(Stored items from a collection)

#####

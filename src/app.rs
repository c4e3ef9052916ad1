//! Got Blood? Frontend App
//!
//! Router shell: navigation bar on top, routed page below.

use leptos::prelude::*;
use leptos_router::components::{Route, Router, Routes};
use leptos_router::path;

use got_blood_core::ClientConfig;

use crate::components::NavBar;
use crate::context::{AppContext, SessionContext};
use crate::pages::{
    DashboardPage, DonorAddPage, HomePage, HospitalSignInPage, HospitalSignupPage, MapPage,
    NotFoundPage, QueryPage, SignUpPage, StatisticsPage,
};

#[component]
pub fn App() -> impl IntoView {
    let config = ClientConfig::from_build_env().unwrap_or_else(|e| {
        log::error!("[App] Invalid build configuration, using defaults: {}", e);
        ClientConfig::default()
    });
    log::info!("[App] API base: {}", config.api_base);

    provide_context(AppContext::new(config));
    provide_context(SessionContext::new());

    view! {
        <Router>
            <NavBar />
            <main class="app-main">
                <Routes fallback=|| view! { <NotFoundPage /> }>
                    <Route path=path!("/") view=HomePage />
                    <Route path=path!("/signup") view=SignUpPage />
                    <Route path=path!("/hsign") view=HospitalSignupPage />
                    <Route path=path!("/hlogin") view=HospitalSignInPage />
                    <Route path=path!("/dsign") view=DonorAddPage />
                    <Route path=path!("/filter") view=QueryPage />
                    <Route path=path!("/map") view=MapPage />
                    <Route path=path!("/dashboard") view=DashboardPage />
                    <Route path=path!("/statistics") view=StatisticsPage />
                </Routes>
            </main>
        </Router>
    }
}
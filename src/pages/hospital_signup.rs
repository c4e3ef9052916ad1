//! Hospital Sign-up Page
//!
//! Geocodes the zip code, creates the account, then sends the user to the
//! sign-in page.

use gloo_timers::future::TimeoutFuture;
use leptos::prelude::*;
use leptos::task::spawn_local;
use leptos_router::hooks::use_navigate;

use got_blood_core::forms::{FormErrors, FormRecord, HospitalSignupForm};
use got_blood_core::RequestGuard;

use crate::components::{bound_field, FormMessage, Notice};
use crate::context::use_app;

#[component]
pub fn HospitalSignupPage() -> impl IntoView {
    let app = use_app();
    let navigate = use_navigate();
    let form = RwSignal::new(HospitalSignupForm::default());
    let (errors, set_errors) = signal(FormErrors::default());
    let (notice, set_notice) = signal(Notice::None);
    let (submitting, set_submitting) = signal(false);
    let guard = RequestGuard::new();

    let on_submit = {
        let guard = guard.clone();
        move |ev: web_sys::SubmitEvent| {
            ev.prevent_default();
            set_notice.set(Notice::None);
            let signup = match form.with_untracked(|f| f.to_payload()) {
                Ok(signup) => signup,
                Err(e) => {
                    set_notice.set(Notice::Error(e.summary()));
                    set_errors.set(e);
                    return;
                }
            };
            set_errors.set(FormErrors::default());
            set_submitting.set(true);

            let ticket = guard.ticket();
            let api = app.api.clone();
            let delay = app.config.redirect_delay_ms;
            let navigate = navigate.clone();
            spawn_local(async move {
                let result = api.hospital_signup(signup).await;
                if !ticket.is_current() {
                    return;
                }
                set_submitting.set(false);
                let succeeded = result.is_ok();
                if let Err(e) = &result {
                    log::warn!("[HospitalSignup] {}", e);
                }
                set_notice.set(result.into());
                if succeeded {
                    TimeoutFuture::new(delay).await;
                    if ticket.is_current() {
                        navigate("/hlogin", Default::default());
                    }
                }
            });
        }
    };
    on_cleanup(move || guard.invalidate());

    view! {
        <div class="form-container">
            <h2>"Hospital Signup"</h2>
            <form on:submit=on_submit novalidate=true>
                {bound_field(form, errors, "Hospital Name", "name", "text", |f| f.name.clone(), |f, v| f.name = v)}
                {bound_field(form, errors, "City", "city", "text", |f| f.city.clone(), |f, v| f.city = v)}
                {bound_field(form, errors, "Email", "email", "email", |f| f.email.clone(), |f, v| f.email = v)}
                {bound_field(form, errors, "Zip Code", "zip_code", "text", |f| f.zip_code.clone(), |f, v| f.zip_code = v)}
                {bound_field(form, errors, "Password", "password", "password", |f| f.password.clone(), |f, v| f.password = v)}
                <button type="submit" class="btn-primary" disabled=move || submitting.get()>"Signup"</button>
            </form>
            <FormMessage notice=notice />
        </div>
    }
}
use leptos::prelude::*;

use crate::components::HospitalMap;

#[component]
pub fn MapPage() -> impl IntoView {
    view! {
        <div class="page-container">
            <h1>"Interactive Blood Bank Map"</h1>
            <p class="subtitle">
                "Markers are colored by total stored volume. Dashed lines connect each hospital to nearby hospitals short on its most plentiful blood type."
            </p>
            <HospitalMap />
        </div>
    }
}
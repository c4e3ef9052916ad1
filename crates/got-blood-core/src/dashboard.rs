//! Dashboard Branching
//!
//! Picks which supplementary panels a hospital dashboard shows, from the
//! hospital's own inventory counts.

use crate::dto::{
    BloodInventory, DonorPool, ExcessHospital, HospitalInventorySnapshot, NeededHospital, Recommendations,
};

#[derive(Debug, Clone, Copy, PartialEq, Eq)]
pub struct Thresholds {
    /// A count at or below this is low stock
    pub low_stock: i64,
    /// A count at or above this is surplus
    pub surplus: i64,
}

impl Default for Thresholds {
    fn default() -> Self {
        Self { low_stock: 2, surplus: 10 }
    }
}

#[derive(Debug, Clone, PartialEq, Eq)]
pub enum DashboardMode {
    /// Low on this blood type: look for excess hospitals and donor pools
    Shortage { blood_type: String },
    /// Surplus of this blood type: look for hospitals in need
    Surplus { blood_type: String },
    Neutral,
}

/// Supplementary dashboard panel, each backed by one endpoint
#[derive(Debug, Clone, Copy, PartialEq, Eq)]
pub enum Panel {
    ExcessHospitals,
    DonorPools,
    NeededHospitals,
}

impl DashboardMode {
    /// Panels to fetch and show, in fetch order
    pub fn panels(&self) -> &'static [Panel] {
        match self {
            DashboardMode::Shortage { .. } => &[Panel::ExcessHospitals, Panel::DonorPools],
            DashboardMode::Surplus { .. } => &[Panel::NeededHospitals],
            DashboardMode::Neutral => &[],
        }
    }

    pub fn blood_type(&self) -> Option<&str> {
        match self {
            DashboardMode::Shortage { blood_type } | DashboardMode::Surplus { blood_type } => {
                Some(blood_type.as_str())
            }
            DashboardMode::Neutral => None,
        }
    }
}

/// Low stock is checked over every type before surplus is considered.
/// Within each check only the first qualifying type (server order) counts.
pub fn resolve_mode(inventory: &BloodInventory, thresholds: Thresholds) -> DashboardMode {
    if let Some((blood_type, _)) = inventory.iter().find(|(_, count)| *count <= thresholds.low_stock) {
        return DashboardMode::Shortage { blood_type: blood_type.to_string() };
    }
    if let Some((blood_type, _)) = inventory.iter().find(|(_, count)| *count >= thresholds.surplus) {
        return DashboardMode::Surplus { blood_type: blood_type.to_string() };
    }
    DashboardMode::Neutral
}

/// Everything one dashboard load produces
#[derive(Debug, Clone, PartialEq, Default)]
pub struct DashboardData {
    pub snapshot: Option<HospitalInventorySnapshot>,
    pub excess_hospitals: Option<Vec<ExcessHospital>>,
    pub donor_pools: Option<Vec<DonorPool>>,
    pub needed_hospitals: Option<Vec<NeededHospital>>,
    pub recommendations: Option<Recommendations>,
}

impl DashboardData {
    /// Keep only the panels that belong to `mode`
    pub fn retain_mode_panels(&mut self, mode: &DashboardMode) {
        let panels = mode.panels();
        if !panels.contains(&Panel::ExcessHospitals) {
            self.excess_hospitals = None;
        }
        if !panels.contains(&Panel::DonorPools) {
            self.donor_pools = None;
        }
        if !panels.contains(&Panel::NeededHospitals) {
            self.needed_hospitals = None;
        }
    }
}

#[cfg(test)]
mod tests {
    use super::*;

    fn inventory(pairs: &[(&str, i64)]) -> BloodInventory {
        BloodInventory(pairs.iter().map(|(bt, n)| (bt.to_string(), *n)).collect())
    }

    #[test]
    fn test_low_stock_takes_priority_over_surplus() {
        let mode = resolve_mode(&inventory(&[("A+", 1), ("B+", 15)]), Thresholds::default());
        assert_eq!(mode, DashboardMode::Shortage { blood_type: "A+".to_string() });
    }

    #[test]
    fn test_low_stock_wins_even_when_surplus_listed_first() {
        let mode = resolve_mode(&inventory(&[("B+", 15), ("A+", 1)]), Thresholds::default());
        assert_eq!(mode, DashboardMode::Shortage { blood_type: "A+".to_string() });
    }

    #[test]
    fn test_surplus_when_nothing_low() {
        let mode = resolve_mode(&inventory(&[("A+", 5), ("B+", 15)]), Thresholds::default());
        assert_eq!(mode, DashboardMode::Surplus { blood_type: "B+".to_string() });
    }

    #[test]
    fn test_thresholds_are_inclusive() {
        let t = Thresholds::default();
        assert_eq!(resolve_mode(&inventory(&[("O-", 2)]), t), DashboardMode::Shortage { blood_type: "O-".into() });
        assert_eq!(resolve_mode(&inventory(&[("O-", 10)]), t), DashboardMode::Surplus { blood_type: "O-".into() });
        assert_eq!(resolve_mode(&inventory(&[("O-", 3), ("O+", 9)]), t), DashboardMode::Neutral);
    }

    #[test]
    fn test_first_qualifying_type_wins() {
        let mode = resolve_mode(&inventory(&[("AB-", 5), ("O+", 0), ("A-", 1)]), Thresholds::default());
        assert_eq!(mode.blood_type(), Some("O+"));

        let mode = resolve_mode(&inventory(&[("AB-", 12), ("O+", 30)]), Thresholds::default());
        assert_eq!(mode.blood_type(), Some("AB-"));
    }

    #[test]
    fn test_empty_inventory_is_neutral() {
        assert_eq!(resolve_mode(&BloodInventory::default(), Thresholds::default()), DashboardMode::Neutral);
    }

    #[test]
    fn test_custom_thresholds() {
        let t = Thresholds { low_stock: 5, surplus: 50 };
        assert_eq!(resolve_mode(&inventory(&[("A+", 5), ("B+", 15)]), t).blood_type(), Some("A+"));
        assert_eq!(resolve_mode(&inventory(&[("A+", 6), ("B+", 15)]), t), DashboardMode::Neutral);
    }

    #[test]
    fn test_shortage_fetches_excess_and_donor_pools_only() {
        let mode = resolve_mode(&inventory(&[("A+", 1), ("B+", 15)]), Thresholds::default());
        assert_eq!(mode.panels(), &[Panel::ExcessHospitals, Panel::DonorPools]);
        assert!(!mode.panels().contains(&Panel::NeededHospitals));
    }

    #[test]
    fn test_surplus_fetches_needed_hospitals_only() {
        let mode = resolve_mode(&inventory(&[("A+", 5), ("B+", 15)]), Thresholds::default());
        assert_eq!(mode.panels(), &[Panel::NeededHospitals]);
    }

    #[test]
    fn test_neutral_fetches_no_panels() {
        let mode = resolve_mode(&inventory(&[("A+", 5), ("B+", 6)]), Thresholds::default());
        assert!(mode.panels().is_empty());
    }

    #[test]
    fn test_retain_mode_panels() {
        let full = DashboardData {
            snapshot: None,
            excess_hospitals: Some(vec![]),
            donor_pools: Some(vec![]),
            needed_hospitals: Some(vec![]),
            recommendations: Some(Recommendations::default()),
        };

        let mut shortage = full.clone();
        shortage.retain_mode_panels(&DashboardMode::Shortage { blood_type: "A+".into() });
        assert!(shortage.excess_hospitals.is_some() && shortage.donor_pools.is_some());
        assert!(shortage.needed_hospitals.is_none());

        let mut surplus = full.clone();
        surplus.retain_mode_panels(&DashboardMode::Surplus { blood_type: "A+".into() });
        assert!(surplus.excess_hospitals.is_none() && surplus.donor_pools.is_none());
        assert!(surplus.needed_hospitals.is_some());

        let mut neutral = full;
        neutral.retain_mode_panels(&DashboardMode::Neutral);
        assert!(neutral.excess_hospitals.is_none());
        assert!(neutral.donor_pools.is_none());
        assert!(neutral.needed_hospitals.is_none());
        assert!(neutral.recommendations.is_some());
    }
}
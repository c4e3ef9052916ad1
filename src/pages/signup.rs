//! Donation Alerts Sign-up Page

use leptos::prelude::*;
use leptos::task::spawn_local;

use got_blood_core::forms::{DonorSignupForm, FormErrors, FormRecord};
use got_blood_core::RequestGuard;

use crate::components::{BloodTypeSelect, FormField, FormMessage, Notice};
use crate::context::use_app;

#[component]
pub fn SignUpPage() -> impl IntoView {
    let app = use_app();
    let form = RwSignal::new(DonorSignupForm::default());
    let (errors, set_errors) = signal(FormErrors::default());
    let (notice, set_notice) = signal(Notice::None);
    let (submitting, set_submitting) = signal(false);
    let guard = RequestGuard::new();

    let on_submit = {
        let guard = guard.clone();
        move |ev: web_sys::SubmitEvent| {
            ev.prevent_default();
            set_notice.set(Notice::None);
            let payload = match form.with_untracked(|f| f.to_payload()) {
                Ok(payload) => payload,
                Err(e) => {
                    set_notice.set(Notice::Error(e.summary()));
                    set_errors.set(e);
                    return;
                }
            };
            set_errors.set(FormErrors::default());
            set_submitting.set(true);
            let ticket = guard.ticket();
            let api = app.api.clone();
            spawn_local(async move {
                let result = api.donor_signup(&payload).await;
                if !ticket.is_current() {
                    return;
                }
                match &result {
                    Ok(_) => log::info!("[SignUp] Registered {} for {} alerts", payload.email, payload.blood_type),
                    Err(e) => log::error!("[SignUp] {}", e),
                }
                set_notice.set(
                    result
                        .map(|_| "You are successfully signed up for blood donation notifications!".to_string())
                        .into(),
                );
                set_submitting.set(false);
            });
        }
    };
    on_cleanup(move || guard.invalidate());

    view! {
        <div class="form-container">
            <h2>"Sign Up for Blood Donation Notifications"</h2>
            <form on:submit=on_submit novalidate=true>
                <FormField
                    label="Email:"
                    name="email"
                    input_type="email"
                    value=Signal::derive(move || form.with(|f| f.email.clone()))
                    on_input=Callback::new(move |v: String| form.update(|f| f.email = v))
                    errors=errors
                />
                <BloodTypeSelect
                    label="Blood Type:"
                    name="blood_type"
                    value=Signal::derive(move || form.with(|f| f.blood_type.clone()))
                    on_change=Callback::new(move |v: String| form.update(|f| f.blood_type = v))
                    errors=errors
                />
                <FormField
                    label="Location:"
                    name="location"
                    value=Signal::derive(move || form.with(|f| f.location.clone()))
                    on_input=Callback::new(move |v: String| form.update(|f| f.location = v))
                    errors=errors
                />
                <button type="submit" class="btn-primary" disabled=move || submitting.get()>
                    {move || if submitting.get() { "Signing up..." } else { "Sign Up" }}
                </button>
            </form>
            <FormMessage notice=notice />
        </div>
    }
}
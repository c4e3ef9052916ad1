//! Navigation Bar Component

use leptos::prelude::*;
use leptos_router::components::A;

use crate::context::use_session;

#[component]
pub fn NavBar() -> impl IntoView {
    let session = use_session();
    let (menu_open, set_menu_open) = signal(false);

    view! {
        <nav class="nav-top">
            <A href="/" attr:class="nav-brand">"Got Blood?"</A>
            <div class="nav-links">
                <A href="/">"Home"</A>
                <A href="/filter">"Data Filtration"</A>
                <A href="/map">"Map"</A>
                <A href="/statistics">"Statistics"</A>
                <A href="/dashboard">"Dashboard"</A>
                <div
                    class="nav-dropdown"
                    class:open=move || menu_open.get()
                    on:mouseleave=move |_| set_menu_open.set(false)
                >
                    <button type="button" class="nav-dropdown-toggle" on:click=move |_| set_menu_open.update(|v| *v = !*v)>
                        "Sign up + Login"
                    </button>
                    <div class="nav-dropdown-menu" on:click=move |_| set_menu_open.set(false)>
                        <A href="/hlogin">"Hospital Login"</A>
                        <A href="/hsign">"Hospital Sign Up"</A>
                        <A href="/dsign">"Donor Sign Up"</A>
                        <A href="/signup">"Donation Alerts"</A>
                    </div>
                </div>
            </div>
            <Show when=move || session.is_logged_in()>
                <span class="nav-session">
                    {move || session.session.with(|s| s.as_ref().map(|s| s.hospital_name.clone()).unwrap_or_default())}
                </span>
                <button type="button" class="nav-logout" on:click=move |_| session.logout()>"Log Out"</button>
            </Show>
        </nav>
    }
}
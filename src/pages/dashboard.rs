//! Hospital Dashboard Page
//!
//! One hospital's inventory plus the panels its stock level calls for.
//! The hospital comes from `?lid=`, falling back to the configured default.

use leptos::prelude::*;
use leptos::task::spawn_local;
use leptos_router::hooks::use_query_map;

use got_blood_core::dashboard::{DashboardData, DashboardMode};
use got_blood_core::dto::HospitalInventorySnapshot;
use got_blood_core::{Loadable, RequestGuard};

use crate::context::use_app;

type DashboardState = Loadable<Option<(DashboardMode, DashboardData)>>;

#[component]
pub fn DashboardPage() -> impl IntoView {
    let app = use_app();
    let query = use_query_map();
    let default_lid = app.config.default_hospital_lid.clone();
    let lid = Memo::new(move |_| query.with(|q| q.get("lid")).unwrap_or_else(|| default_lid.clone()));

    let (state, set_state) = signal(DashboardState::pending());
    let guard = RequestGuard::new();

    {
        let guard = guard.clone();
        let api = app.api.clone();
        let thresholds = app.config.thresholds;
        Effect::new(move |_| {
            let lid = lid.get();
            // a newer hospital id supersedes any load still in flight
            let ticket = guard.reissue();
            let api = api.clone();
            set_state.update(|s| s.begin());
            spawn_local(async move {
                log::debug!("[Dashboard] Loading {}", lid);
                let result = api.load_dashboard(&lid, thresholds).await.map(Some);
                if !ticket.is_current() {
                    return;
                }
                if let Err(e) = &result {
                    log::error!("[Dashboard] {}: {}", lid, e);
                }
                set_state.update(|s| s.settle(result));
            });
        });
    }
    on_cleanup(move || guard.invalidate());

    move || {
        let current = state.get();
        if current.loading {
            return view! {
                <div class="text-center">
                    <div class="spinner" role="status"></div>
                    <p>"Loading Hospital Dashboard..."</p>
                </div>
            }
            .into_any();
        }
        if let Some(error) = current.error {
            return view! { <div class="alert error" role="alert">"Error: " {error}</div> }.into_any();
        }
        match current.data {
            Some((mode, mut data)) => match data.snapshot.take() {
                Some(snapshot) => dashboard_view(mode, snapshot, data).into_any(),
                None => no_data().into_any(),
            },
            None => no_data().into_any(),
        }
    }
}

fn no_data() -> impl IntoView {
    view! { <div class="alert warning">"No hospital data available."</div> }
}

fn dashboard_view(mode: DashboardMode, snapshot: HospitalInventorySnapshot, panels: DashboardData) -> impl IntoView {
    let DashboardData { excess_hospitals, donor_pools, needed_hospitals, recommendations, .. } = panels;

    let mode_note = match &mode {
        DashboardMode::Shortage { blood_type } => format!("Low on {}: showing where to find more.", blood_type),
        DashboardMode::Surplus { blood_type } => format!("Surplus of {}: showing hospitals in need.", blood_type),
        DashboardMode::Neutral => "Stock levels are within normal range.".to_string(),
    };

    let inventory = snapshot
        .inventory
        .iter()
        .map(|(blood_type, count)| view! { <li class="list-item">{format!("{}: {} bags", blood_type, count)}</li> })
        .collect_view();

    let donor_stats = (!snapshot.donor_stats.is_empty()).then(|| {
        let items = snapshot
            .donor_stats
            .iter()
            .map(|stat| {
                let by_type = stat
                    .blood_type_stats
                    .iter()
                    .map(|b| view! { <div>{format!(" - {}: {} donors", b.blood_type, b.donor_count)}</div> })
                    .collect_view();
                view! { <li>{format!("{}: {} total donors", stat.city, stat.total_donors)} {by_type}</li> }
            })
            .collect_view();
        view! {
            <li class="list-item">
                <details>
                    <summary>"Donor Statistics Summary"</summary>
                    <ul>{items}</ul>
                </details>
            </li>
        }
    });

    let excess = excess_hospitals.filter(|h| !h.is_empty()).map(|hospitals| {
        panel(
            "Nearby Hospitals with Excess Blood (of Needed Type)",
            hospitals
                .into_iter()
                .map(|h| format!("{}, {} - Excess bags: {}", h.hospital_name, h.hospital_location, h.excess_blood_count))
                .collect(),
        )
    });

    let pools = donor_pools.filter(|p| !p.is_empty()).map(|pools| {
        panel(
            "Nearby Areas with Potential Donors (of Needed Type)",
            pools
                .into_iter()
                .map(|p| format!("{} - Potential Donors: {}", p.area_name, p.donor_count))
                .collect(),
        )
    });

    let needed = needed_hospitals.filter(|h| !h.is_empty()).map(|hospitals| {
        panel(
            "Nearest Hospitals in Need (of Surplus Blood Type)",
            hospitals
                .into_iter()
                .map(|h| format!("{}, {} - Shortage Bags: {}", h.hospital_name, h.hospital_location, h.shortage_blood_count))
                .collect(),
        )
    });

    let recommendations = recommendations.map(|r| {
        if r.recommendations.is_empty() {
            view! {
                <div class="alert info">
                    "No specific blood donation recommendations at this time based on available data."
                </div>
            }
            .into_any()
        } else {
            panel("Donation Recommendations", r.recommendations).into_any()
        }
    });

    view! {
        <div class="page-container">
            <h1>"Hospital Blood Dashboard: " {snapshot.hospital_name.clone()}</h1>
            <p>"Location: " {snapshot.hospital_location.clone()}</p>
            <p class="mode-note">{mode_note}</p>

            <div class="card">
                <div class="card-header">"Current Blood Inventory"</div>
                <ul class="list-group">
                    {inventory}
                    {donor_stats}
                </ul>
            </div>

            {excess}
            {pools}
            {needed}
            {recommendations}
        </div>
    }
}

fn panel(title: &'static str, lines: Vec<String>) -> impl IntoView {
    view! {
        <div class="card">
            <div class="card-header">{title}</div>
            <ul class="list-group">
                {lines.into_iter().map(|line| view! { <li class="list-item">{line}</li> }).collect_view()}
            </ul>
        </div>
    }
}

#####

Say how many lines in the entries contain the string "card". Nothing else belongs in the reply.

4